| The Liston B. Ramsey Center for Regional Studies |
The Ramsey Center supports the regional studies focus of the Mars Hill College curriculum, houses archival resources for teaching and scholarship, and offers a venue in which faculty, students, and community members come together for a range of regionally oriented programs and events. The extensive holdings of the Appalachian Archivephotographs, documents, sound recordings, and artifactsdocument aspects of mountain life and culture of interest to scholars here and abroad. Most of these materials were collected over several decades by retired regional specialist Richard Dillingham under the auspices of the former Southern Appalachian Center.
In December of 2002, the College renamed the Southern Appalachian Center for four-time speaker of the North Carolina House, Liston B. Ramsey, and dedicated a central space in the Renfro Library to support its programs. Prior to his death in 2001, Mr. Ramsey had named Mars Hill College, his alma mater, as the depository for papers and memorabilia from his long and distinguished legislative career. In keeping with Mr.

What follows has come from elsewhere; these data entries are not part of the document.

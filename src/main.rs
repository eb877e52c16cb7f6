use std::net::SocketAddr;
use std::sync::Arc;

use clap::Parser;
use log::info;
use toptrackd::server::{AppState, make_app};

#[derive(Parser)]
#[command(name = "toptrackd")]
#[command(version, about = "Serve a region's top track, lyrics and artist image", long_about = None)]
struct Cli {
    /// Address to listen on
    #[arg(long, default_value = "0.0.0.0:8099")]
    bind: SocketAddr,
}

#[tokio::main]
async fn main() -> Result<(), Box<dyn std::error::Error>> {
    dotenvy::dotenv().ok();
    env_logger::init();

    let cli = Cli::parse();

    info!("Building upstream clients ...");
    let state = Arc::new(AppState::try_default()?);

    let listener = tokio::net::TcpListener::bind(cli.bind).await?;
    info!("Listening on {}", cli.bind);
    axum::serve(listener, make_app(state)).await?;

    Ok(())
}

Ramseys lifelong commitment to Western North Carolina and to education, the Liston B. Ramsey Center for Regional Studies serves school children and members of the public as well as the college and the larger scholarly community.

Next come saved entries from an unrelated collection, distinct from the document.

//! Test server lifecycle management
//!
//! Spawns fake upstream services and an isolated app instance per test,
//! each on its own ephemeral port.

use std::collections::HashMap;
use std::sync::{Arc, Mutex};

use axum::{Json, Router, extract::Query, routing::get};
use serde_json::Value;
use tokio::net::TcpListener;

use toptrackd::clients::lastfm::{LastFmClient, LastFmConfig};
use toptrackd::clients::musixmatch::{MusixmatchClient, MusixmatchConfig};
use toptrackd::clients::serpapi::{SerpApiClient, SerpApiConfig};
use toptrackd::server::{AppState, make_app};

pub const LASTFM_TEST_KEY: &str = "lastfm-test-key";
pub const MUSIXMATCH_TEST_KEY: &str = "musixmatch-test-key";
pub const SERPAPI_TEST_KEY: &str = "serpapi-test-key";

/// Query strings received by a fake upstream, in arrival order.
pub type CapturedQueries = Arc<Mutex<Vec<HashMap<String, String>>>>;

/// A fake upstream service listening on an ephemeral port.
pub struct FakeUpstream {
    pub base_url: String,
    pub queries: CapturedQueries,
}

impl FakeUpstream {
    /// Serves `body` as JSON on `path` and records every query string.
    pub async fn json(path: &str, body: Value) -> Self {
        let queries: CapturedQueries = Arc::new(Mutex::new(Vec::new()));
        let recorded = queries.clone();
        let router = Router::new().route(
            path,
            get(move |Query(params): Query<HashMap<String, String>>| {
                let body = body.clone();
                let recorded = recorded.clone();
                async move {
                    recorded.lock().unwrap().push(params);
                    Json(body)
                }
            }),
        );
        Self::spawn(router, queries).await
    }

    /// Serves a raw (possibly malformed) body on `path`.
    pub async fn raw(path: &str, body: &'static str) -> Self {
        let queries: CapturedQueries = Arc::new(Mutex::new(Vec::new()));
        let recorded = queries.clone();
        let router = Router::new().route(
            path,
            get(move |Query(params): Query<HashMap<String, String>>| {
                let recorded = recorded.clone();
                async move {
                    recorded.lock().unwrap().push(params);
                    body
                }
            }),
        );
        Self::spawn(router, queries).await
    }

    async fn spawn(router: Router, queries: CapturedQueries) -> Self {
        let listener = TcpListener::bind("127.0.0.1:0").await.unwrap();
        let addr = listener.local_addr().unwrap();
        tokio::spawn(async move {
            axum::serve(listener, router).await.unwrap();
        });
        FakeUpstream {
            base_url: format!("http://{addr}"),
            queries,
        }
    }

    /// The single query string this upstream should have received.
    pub fn only_query(&self) -> HashMap<String, String> {
        let queries = self.queries.lock().unwrap();
        assert_eq!(queries.len(), 1, "expected exactly one upstream call");
        queries[0].clone()
    }
}

/// The application under test, wired to fake upstreams.
pub struct TestApp {
    pub base_url: String,
}

impl TestApp {
    /// Spawns the app on a random port with each client pointed at the
    /// given fake upstream and its own per-service test credential.
    pub async fn spawn(
        lastfm: &FakeUpstream,
        musixmatch: &FakeUpstream,
        serpapi: &FakeUpstream,
    ) -> Self {
        let state = AppState {
            lastfm: LastFmClient::new(LastFmConfig {
                api_key: LASTFM_TEST_KEY.to_string(),
                base_url: lastfm.base_url.clone(),
            })
            .unwrap(),
            musixmatch: MusixmatchClient::new(MusixmatchConfig {
                api_key: MUSIXMATCH_TEST_KEY.to_string(),
                base_url: musixmatch.base_url.clone(),
            })
            .unwrap(),
            serpapi: SerpApiClient::new(SerpApiConfig {
                api_key: SERPAPI_TEST_KEY.to_string(),
                base_url: serpapi.base_url.clone(),
            })
            .unwrap(),
        };

        let listener = TcpListener::bind("127.0.0.1:0").await.unwrap();
        let addr = listener.local_addr().unwrap();
        tokio::spawn(async move {
            axum::serve(listener, make_app(Arc::new(state)))
                .await
                .unwrap();
        });

        TestApp {
            base_url: format!("http://{addr}"),
        }
    }

    pub async fn get_toptrack(&self, region: &str) -> reqwest::Response {
        reqwest::get(format!("{}/toptrack?region={region}", self.base_url))
            .await
            .unwrap()
    }
}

| Grants and Special Projects |
With support from the Janirve Foundation, the Liston B. Ramsey Center has been fully renovated and outfitted with state of the art equipment for digitizing and viewing photographs and documents. Funding from the French Broad Electric Membership Corporation has helped with the collection of oral histories and with other costs. In 2004 the Ramsey Center used support from the North Carolina Humanities Council to host a symposium on the work of documentary filmmaker John Cohen. Collections documenting four mountain music festivals (the Birthplace of Mountain Music project) will soon be available to patrons thanks to the National Endowment for the Arts, the Friends of Mountain History, and the North Carolina Council on the Arts.

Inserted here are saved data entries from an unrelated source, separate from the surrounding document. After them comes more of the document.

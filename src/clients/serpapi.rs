use log::debug;
use serde::Deserialize;

use crate::clients::{
    entities::ArtistInfo,
    errors::{Error, Result},
};

const DEFAULT_BASE_URL: &str = "https://serpapi.com";

// Only `original` is extracted from a result entry; anything else the
// search returns is ignored. The field is optional so a thumbnail-only
// entry maps to a not-found error instead of a decode failure.
#[derive(Deserialize, Debug)]
struct ImageResult {
    original: Option<String>,
}

#[derive(Deserialize, Debug, Default)]
struct ImageSearchResponse {
    #[serde(default)]
    images_results: Vec<ImageResult>,
}

/// Credentials and endpoint for the SerpApi image search.
pub struct SerpApiConfig {
    pub api_key: String,
    pub base_url: String,
}

pub struct SerpApiClient {
    config: SerpApiConfig,
    http: reqwest::Client,
}

impl SerpApiClient {
    pub fn new(config: SerpApiConfig) -> Result<Self> {
        Ok(SerpApiClient {
            config,
            http: super::default_http_client()?,
        })
    }

    // Create a SerpApiClient from environment variables or raise a configuration error
    pub fn try_default() -> Result<Self> {
        let api_key = std::env::var("SERPAPI_API_KEY")?;
        let base_url = std::env::var("SERPAPI_BASE_URL")
            .unwrap_or_else(|_| DEFAULT_BASE_URL.to_string());
        SerpApiClient::new(SerpApiConfig { api_key, base_url })
    }

    /// Run a safe image search for the artist, limited to one result, and
    /// build an [`ArtistInfo`] from the first image URL. An empty result set
    /// or a result without a full-size URL is a not-found error, not a
    /// decode failure.
    pub async fn artist_info(&self, artist: &str) -> Result<ArtistInfo> {
        let url = format!("{}/search.json", self.config.base_url);
        let body = self
            .http
            .get(&url)
            .query(&[
                ("q", artist),
                ("tbm", "isch"),
                ("num", "1"),
                ("safe", "active"),
                ("api_key", self.config.api_key.as_str()),
            ])
            .send()
            .await?
            .text()
            .await?;

        let response: ImageSearchResponse = serde_json::from_str(&body)?;
        debug!(
            "image search for {artist:?} returned {} results",
            response.images_results.len()
        );

        let image_url = response
            .images_results
            .into_iter()
            .find_map(|result| result.original)
            .ok_or_else(|| Error::ArtistImageNotFound(artist.to_string()))?;

        Ok(ArtistInfo {
            name: artist.to_string(),
            image_url,
            // Declared in the contract but never filled by any upstream call.
            similar_to: None,
        })
    }
}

The National Endowment for the Humanities has provided three
key grants: 1) a Focus Grant on “Rethinking Regionalism”
under which faculty studied current scholarship on place with expert
consultants and revised the regional studies minor; 2) A Consultation
Grant which provided an assessment of our archival holdings and recommendations
for preserving them and making them widely accessible; 3) a highly prestigious
Landmarks of American History grant to support summer workshops for community
college teachers from around the country. The workshops to be offered
this summer focus on “Working the Woods: Economies and Cultures
in the Blue Ridge Mountains: 1650-1950.”